WHAT THE EXERCISE ASKS.
Transcribe the entries below without alteration.

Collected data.
=== Begin Enclosure ===
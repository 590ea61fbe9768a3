pub mod descriptor;
pub mod message;
pub mod message_id;

pub use descriptor::{
    MethodDescriptor, ParameterDescriptor, ReturnDescriptor, RoutingKey, ToolDescriptor,
};
pub use message::{ErrorCode, ErrorPayload, Message};
pub use message_id::MessageIdGenerator;
use clap::Parser;
use std::sync::Arc;
use toolbridge::downstream::{DownstreamProvider, HttpClient};
use toolbridge::protocol::MessageIdGenerator;
use toolbridge::server::{BindConfig, BridgeServer, CommandDispatcher, ToolRegistry};
use toolbridge::utils::shutdown::ShutdownCoordinator;
use tracing::info;

#[derive(Parser)]
#[command(name = "toolbridge")]
#[command(about = "Bridge exposing issue-tracker and wiki tools over a persistent RPC link")]
#[command(version)]
enum Cli {
    /// Start the bridge server
    Serve(ServeArgs),
}

#[derive(Parser)]
struct ServeArgs {
    /// Configuration file path
    #[arg(short, long, default_value = "~/.config/toolbridge/config.toml")]
    config: String,
    /// Host to bind to
    #[arg(short = 'H', long)]
    host: Option<String>,
    /// Port to bind to
    #[arg(short, long)]
    port: Option<u16>,
    /// Log level
    #[arg(short, long, default_value = "info")]
    log_level: String,
}

#[tokio::main]
async fn main() -> anyhow::Result<()> {
    let cli = Cli::parse();

    match cli {
        Cli::Serve(args) => {
            tracing_subscriber::fmt()
                .with_env_filter(&args.log_level)
                .init();

            let config_path = shellexpand::tilde(&args.config).to_string();
            let mut config = toolbridge::config::load(&config_path)?;
            if let Some(host) = args.host {
                config.server.host = host;
            }
            if let Some(port) = args.port {
                config.server.port = port;
            }

            info!(
                "Starting bridge server on {}:{}",
                config.server.host, config.server.port
            );
            info!("Config file: {}", config_path);

            let issues_http = Arc::new(HttpClient::new(config.downstream.issues.http_config())?);
            let wiki_http = Arc::new(HttpClient::new(config.downstream.wiki.http_config())?);
            let provider = Arc::new(DownstreamProvider::new(issues_http, wiki_http));

            let dispatcher = Arc::new(CommandDispatcher::new(
                Arc::new(ToolRegistry::new()),
                provider,
                MessageIdGenerator::new(),
            ));

            let bind = BindConfig {
                host: config.server.host.clone(),
                port: config.server.port,
            };
            let server = BridgeServer::bind(&bind, dispatcher).await?;

            let shutdown = ShutdownCoordinator::new();
            let signals = shutdown.subscribe();
            tokio::spawn(async move {
                shutdown.wait_for_shutdown_signal().await;
            });

            server.run(signals).await?;
        }
    }

    Ok(())
}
=== End Enclosure ===
SOLVED EXERCISE.
repository 590ea61fbe9768a3
pub mod descriptor;
pub mod message;
pub mod message_id;

pub use descriptor::{
    MethodDescriptor, ParameterDescriptor, ReturnDescriptor, RoutingKey, ToolDescriptor,
};
pub use message::{ErrorCode, ErrorPayload, Message};
pub use message_id::MessageIdGenerator;
use clap::Parser;
use std::sync::Arc;
use toolbridge::downstream::{DownstreamProvider, HttpClient};
use toolbridge::protocol::MessageIdGenerator;
use toolbridge::server::{BindConfig, BridgeServer, CommandDispatcher, ToolRegistry};
use toolbridge::utils::shutdown::ShutdownCoordinator;
use tracing::info;

#[derive(Parser)]
#[command(name = "toolbridge")]
#[command(about = "Bridge exposing issue-tracker and wiki tools over a persistent RPC link")]
#[command(version)]
enum Cli {
    /// Start the bridge server
    Serve(ServeArgs),
}

#[derive(Parser)]
struct ServeArgs {
    /// Configuration file path
    #[arg(short, long, default_value = "~/.config/toolbridge/config.toml")]
    config: String,
    /// Host to bind to
    #[arg(short = 'H', long)]
    host: Option<String>,
    /// Port to bind to
    #[arg(short, long)]
    port: Option<u16>,
    /// Log level
    #[arg(short, long, default_value = "info")]
    log_level: String,
}

#[tokio::main]
async fn main() -> anyhow::Result<()> {
    let cli = Cli::parse();

    match cli {
        Cli::Serve(args) => {
            tracing_subscriber::fmt()
                .with_env_filter(&args.log_level)
                .init();

            let config_path = shellexpand::tilde(&args.config).to_string();
            let mut config = toolbridge::config::load(&config_path)?;
            if let Some(host) = args.host {
                config.server.host = host;
            }
            if let Some(port) = args.port {
                config.server.port = port;
            }

            info!(
                "Starting bridge server on {}:{}",
                config.server.host, config.server.port
            );
            info!("Config file: {}", config_path);

            let issues_http = Arc::new(HttpClient::new(config.downstream.issues.http_config())?);
            let wiki_http = Arc::new(HttpClient::new(config.downstream.wiki.http_config())?);
            let provider = Arc::new(DownstreamProvider::new(issues_http, wiki_http));

            let dispatcher = Arc::new(CommandDispatcher::new(
                Arc::new(ToolRegistry::new()),
                provider,
                MessageIdGenerator::new(),
            ));

            let bind = BindConfig {
                host: config.server.host.clone(),
                port: config.server.port,
            };
            let server = BridgeServer::bind(&bind, dispatcher).await?;

            let shutdown = ShutdownCoordinator::new();
            let signals = shutdown.subscribe();
            tokio::spawn(async move {
                shutdown.wait_for_shutdown_signal().await;
            });

            server.run(signals).await?;
        }
    }

    Ok(())
}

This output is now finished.